The novel immunomodulator, Linomide, stimulates interleukin-2-induced human natural killer (NK) cell and PHA-stimulated T cell proliferation from normal donors

Abstract

Donor-derived cell-mediated immunotherapy has been shown to be an effective tool for reinduction of remission in chronic myeloid leukemia (CML) patients who have relapsed post-bone marrow transplantation (BMT). Linomide, quinoline-3-carboxamine (LS 2616), is a new immunomodulator shown to increase the number of NK precursors in mice in addition to upregulating the quantity of CD56 +, CD3 − and CD16 + NK cells in the peripheral blood of patients following autologous BMT (ABMT). We investigated the in vitro effects of Linomide on NK activity of normal human donors.
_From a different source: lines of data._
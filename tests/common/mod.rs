//! Shared test utilities: scripted engine doubles that record their calls

#![allow(dead_code)]

use std::sync::atomic::{AtomicBool, AtomicUsize, Ordering};
use std::sync::{Arc, Mutex};
use std::time::Duration;

use async_trait::async_trait;
use tokio::sync::{Notify, Semaphore};

use herald::dispatch::{CommandDispatcher, DispatchReply};
use herald::voice::{
    AudioCapture, AudioPlayback, AudioSegment, LanguageDetector, PlaybackOutcome, SAMPLE_RATE,
    StateHandler, SynthesizedSpeech, Synthesizer, TranscriptionResult, Transcriber,
    WakeWordMonitor,
};
use herald::{Engines, Error, Language, ListeningState, Result, Session, VoiceOrchestrator};

/// Ordered record of engine calls shared by all doubles
#[derive(Clone, Default)]
pub struct CallLog(Arc<Mutex<Vec<String>>>);

impl CallLog {
    pub fn push(&self, entry: impl Into<String>) {
        self.0.lock().unwrap().push(entry.into());
    }

    pub fn entries(&self) -> Vec<String> {
        self.0.lock().unwrap().clone()
    }

    pub fn count(&self, prefix: &str) -> usize {
        self.entries().iter().filter(|e| e.starts_with(prefix)).count()
    }

    pub fn contains(&self, prefix: &str) -> bool {
        self.count(prefix) > 0
    }
}

/// Half a second of audible tone
pub fn speech_samples() -> Vec<f32> {
    (0..SAMPLE_RATE as usize / 2)
        .map(|i| 0.3 * (i as f32 * 0.17).sin())
        .collect()
}

/// Capture double returning a fixed segment, optionally held at a gate
pub struct ScriptedCapture {
    samples: Vec<f32>,
    log: CallLog,
    gate: Option<Arc<Semaphore>>,
    entered: Arc<Notify>,
}

#[async_trait]
impl AudioCapture for ScriptedCapture {
    async fn capture(&self, _timeout: Duration) -> Result<AudioSegment> {
        self.log.push("capture");
        self.entered.notify_one();
        if let Some(gate) = &self.gate
            && let Ok(permit) = gate.acquire().await
        {
            permit.forget();
        }
        Ok(AudioSegment::new(self.samples.clone(), SAMPLE_RATE))
    }
}

/// Detector double returning a fixed language, or failing when `None`
pub struct ScriptedDetector {
    detected: Option<Language>,
    log: CallLog,
    sticky: Mutex<Option<Language>>,
}

impl ScriptedDetector {
    pub fn sticky(&self) -> Option<Language> {
        *self.sticky.lock().unwrap()
    }
}

#[async_trait]
impl LanguageDetector for ScriptedDetector {
    async fn detect_from_audio(&self, _samples: &[f32]) -> Result<(Language, f32)> {
        self.log.push("detect");
        self.detected
            .map(|language| (language, 0.9))
            .ok_or_else(|| Error::LanguageDetection("no language".to_string()))
    }

    fn override_language(&self, language: Language) {
        *self.sticky.lock().unwrap() = Some(language);
    }

    fn clear_override(&self) {
        *self.sticky.lock().unwrap() = None;
    }
}

/// Transcriber double returning a fixed transcript
pub struct ScriptedTranscriber {
    text: String,
    log: CallLog,
}

#[async_trait]
impl Transcriber for ScriptedTranscriber {
    async fn transcribe(&self, segment: &AudioSegment) -> Result<TranscriptionResult> {
        let language = segment.language.map_or("none", Language::code);
        self.log.push(format!("transcribe:{language}"));
        Ok(TranscriptionResult::new(&self.text, 0.95))
    }
}

/// Dispatcher double returning a fixed reply
pub struct ScriptedDispatcher {
    reply: DispatchReply,
    log: CallLog,
}

#[async_trait]
impl CommandDispatcher for ScriptedDispatcher {
    async fn dispatch(&self, text: &str) -> DispatchReply {
        self.log.push(format!("dispatch:{text}"));
        self.reply.clone()
    }
}

/// Synthesizer double producing a short silent clip
pub struct ScriptedSynthesizer {
    fail: bool,
    log: CallLog,
}

#[async_trait]
impl Synthesizer for ScriptedSynthesizer {
    async fn synthesize(&self, text: &str, language: Language) -> Result<SynthesizedSpeech> {
        self.log.push(format!("synthesize:{text}:{}", language.code()));
        if self.fail {
            return Err(Error::Tts("synthesis failed".to_string()));
        }
        Ok(SynthesizedSpeech::new(vec![0.0; 2400], 24_000))
    }
}

/// Playback double that completes immediately, or holds until stopped
///
/// A held clip only hears a `stop()` issued while it is playing, like a
/// real device that latches its stop signal when the clip starts.
pub struct ScriptedPlayback {
    log: CallLog,
    stops: AtomicUsize,
    held: bool,
    interrupt: Notify,
    entered: Arc<Notify>,
}

impl ScriptedPlayback {
    pub fn stops(&self) -> usize {
        self.stops.load(Ordering::SeqCst)
    }
}

#[async_trait]
impl AudioPlayback for ScriptedPlayback {
    async fn play(&self, speech: &SynthesizedSpeech) -> Result<PlaybackOutcome> {
        self.log.push(format!("play:{}", speech.duration_ms));
        if !self.held {
            return Ok(PlaybackOutcome::Completed);
        }

        let interrupted = self.interrupt.notified();
        tokio::pin!(interrupted);
        interrupted.as_mut().enable();
        self.entered.notify_one();
        interrupted.await;
        Ok(PlaybackOutcome::Interrupted)
    }

    fn stop(&self) {
        self.stops.fetch_add(1, Ordering::SeqCst);
        self.interrupt.notify_waiters();
    }
}

/// Monitor double whose state changes are raised by the test
#[derive(Default)]
pub struct ManualMonitor {
    handler: Mutex<Option<StateHandler>>,
    wake_phrase: Mutex<String>,
    starts: AtomicUsize,
    stops: AtomicUsize,
    running: AtomicBool,
    fail_start: bool,
    start_gate: Option<Arc<Semaphore>>,
    start_entered: Notify,
}

impl ManualMonitor {
    pub fn failing() -> Self {
        Self {
            fail_start: true,
            ..Self::default()
        }
    }

    /// Monitor whose start blocks until [`Self::release_start`]
    pub fn gated() -> Self {
        Self {
            start_gate: Some(Arc::new(Semaphore::new(0))),
            ..Self::default()
        }
    }

    /// Gated monitor whose start fails once released
    pub fn gated_failing() -> Self {
        Self {
            fail_start: true,
            ..Self::gated()
        }
    }

    pub fn release_start(&self) {
        if let Some(gate) = &self.start_gate {
            gate.add_permits(1);
        }
    }

    /// Wait until a start is blocked at the gate
    pub async fn start_entered(&self) {
        tokio::time::timeout(Duration::from_secs(2), self.start_entered.notified())
            .await
            .expect("monitor start never began");
    }

    pub fn is_running(&self) -> bool {
        self.running.load(Ordering::SeqCst)
    }

    /// Raise a state change as the real monitor would
    pub fn fire(&self, state: ListeningState) {
        let handler = self.handler.lock().unwrap().clone();
        if let Some(handler) = handler {
            handler(state);
        }
    }

    pub fn wake_phrase(&self) -> String {
        self.wake_phrase.lock().unwrap().clone()
    }

    pub fn starts(&self) -> usize {
        self.starts.load(Ordering::SeqCst)
    }

    pub fn stops(&self) -> usize {
        self.stops.load(Ordering::SeqCst)
    }
}

#[async_trait]
impl WakeWordMonitor for ManualMonitor {
    async fn start_monitoring(&self) -> Result<()> {
        self.starts.fetch_add(1, Ordering::SeqCst);
        if let Some(gate) = &self.start_gate {
            self.start_entered.notify_one();
            if let Ok(permit) = gate.acquire().await {
                permit.forget();
            }
        }
        if self.fail_start {
            return Err(Error::WakeWord("no microphone".to_string()));
        }
        self.running.store(true, Ordering::SeqCst);
        Ok(())
    }

    async fn stop_monitoring(&self) {
        self.stops.fetch_add(1, Ordering::SeqCst);
        self.running.store(false, Ordering::SeqCst);
    }

    fn set_custom_wake_word(&self, phrase: &str) {
        *self.wake_phrase.lock().unwrap() = phrase.to_string();
    }

    fn on_state_change(&self, handler: StateHandler) {
        *self.handler.lock().unwrap() = Some(handler);
    }
}

/// What each double returns
pub struct Script {
    pub samples: Vec<f32>,
    pub detected: Option<Language>,
    pub transcript: String,
    pub reply: DispatchReply,
    pub synth_fails: bool,
    pub gated: bool,
    pub playback_held: bool,
}

impl Default for Script {
    fn default() -> Self {
        Self {
            samples: speech_samples(),
            detected: Some(Language::English),
            transcript: "turn off the lights".to_string(),
            reply: DispatchReply::Reply("Lights turned off".to_string()),
            synth_fails: false,
            gated: false,
            playback_held: false,
        }
    }
}

/// Engines built from scripted doubles, plus handles to inspect them
pub struct Doubles {
    pub engines: Engines,
    pub detector: Arc<ScriptedDetector>,
    pub playback: Arc<ScriptedPlayback>,
    pub log: CallLog,
    pub gate: Arc<Semaphore>,
    pub capture_entered: Arc<Notify>,
    pub playback_entered: Arc<Notify>,
}

impl Doubles {
    pub fn new(script: Script) -> Self {
        let log = CallLog::default();
        let gate = Arc::new(Semaphore::new(0));
        let capture_entered = Arc::new(Notify::new());
        let playback_entered = Arc::new(Notify::new());

        let detector = Arc::new(ScriptedDetector {
            detected: script.detected,
            log: log.clone(),
            sticky: Mutex::new(None),
        });
        let playback = Arc::new(ScriptedPlayback {
            log: log.clone(),
            stops: AtomicUsize::new(0),
            held: script.playback_held,
            interrupt: Notify::new(),
            entered: Arc::clone(&playback_entered),
        });

        let engines = Engines {
            capture: Arc::new(ScriptedCapture {
                samples: script.samples,
                log: log.clone(),
                gate: script.gated.then(|| Arc::clone(&gate)),
                entered: Arc::clone(&capture_entered),
            }),
            detector: detector.clone(),
            transcriber: Arc::new(ScriptedTranscriber {
                text: script.transcript,
                log: log.clone(),
            }),
            dispatcher: Arc::new(ScriptedDispatcher {
                reply: script.reply,
                log: log.clone(),
            }),
            synthesizer: Arc::new(ScriptedSynthesizer {
                fail: script.synth_fails,
                log: log.clone(),
            }),
            playback: playback.clone(),
        };

        Self {
            engines,
            detector,
            playback,
            log,
            gate,
            capture_entered,
            playback_entered,
        }
    }
}

/// Orchestrator wired to scripted doubles
pub struct Harness {
    pub orchestrator: VoiceOrchestrator,
    pub monitor: Arc<ManualMonitor>,
    pub detector: Arc<ScriptedDetector>,
    pub playback: Arc<ScriptedPlayback>,
    pub log: CallLog,
    pub gate: Arc<Semaphore>,
    pub capture_entered: Arc<Notify>,
    pub playback_entered: Arc<Notify>,
}

impl Harness {
    pub fn new(script: Script) -> Self {
        Self::with_session(script, Session::new("user_demo", "Hey Dev"), ManualMonitor::default())
    }

    pub fn with_session(script: Script, session: Session, monitor: ManualMonitor) -> Self {
        let doubles = Doubles::new(script);
        let monitor = Arc::new(monitor);
        let orchestrator = VoiceOrchestrator::new(session, doubles.engines, monitor.clone());

        Self {
            orchestrator,
            monitor,
            detector: doubles.detector,
            playback: doubles.playback,
            log: doubles.log,
            gate: doubles.gate,
            capture_entered: doubles.capture_entered,
            playback_entered: doubles.playback_entered,
        }
    }

    /// Let a gated capture return
    pub fn release_capture(&self) {
        self.gate.add_permits(1);
    }

    /// Wait until `n` pipeline runs have completed
    pub async fn wait_for_runs(&self, n: u64) {
        wait_until(|| self.orchestrator.stats().runs_completed >= n).await;
    }
}

/// Poll `condition` until it holds, failing the test after two seconds
pub async fn wait_until(condition: impl Fn() -> bool) {
    tokio::time::timeout(Duration::from_secs(2), async {
        while !condition() {
            tokio::time::sleep(Duration::from_millis(5)).await;
        }
    })
    .await
    .expect("condition not met in time");
}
Large granular lymphocytes (LGLs) and NK cells were incubated overnight with Linomide (0.02–4.8 mg/ml), recombinant human interleukin-2 (IL-2, 75 IU/ml), or a combination of both. Linomide, at 0.02–0.3 mg/ml, augmented IL-2-induced proliferation of LGLs and NK cells in an inversely proportional manner. In contrast, Linomide at 0.6–4.8 mg/ml inhibited IL-2-induced proliferation of LGLs and NK cells in a dose-dependent manner. Linomide was able to potentiate phytohemaglutinin-induced CD3 + T cell proliferation. In addition, supernatants derived from Linomide treated CD3 + T cells were able to mimic the direct stimulatory effect of Linomide on activated NK cell proliferation. These supernatants were found to have low levels of tissue necrosis factor-alpha (TNF-α) and interleukin-1 (IL-1) and therefore Linomide stimulation of NK and T cell proliferation may be due to its inhibitory effect on the secretion of these cytokines by activated CD3 + T cells. Linomide had no effect on cytotoxicity nor on the phenotypic expression of resting and IL-2-activated LGLs or NK cells. In view of our results, Linomide could possibly play a potential role in adoptive cell-mediated immunotherapy post-BMT.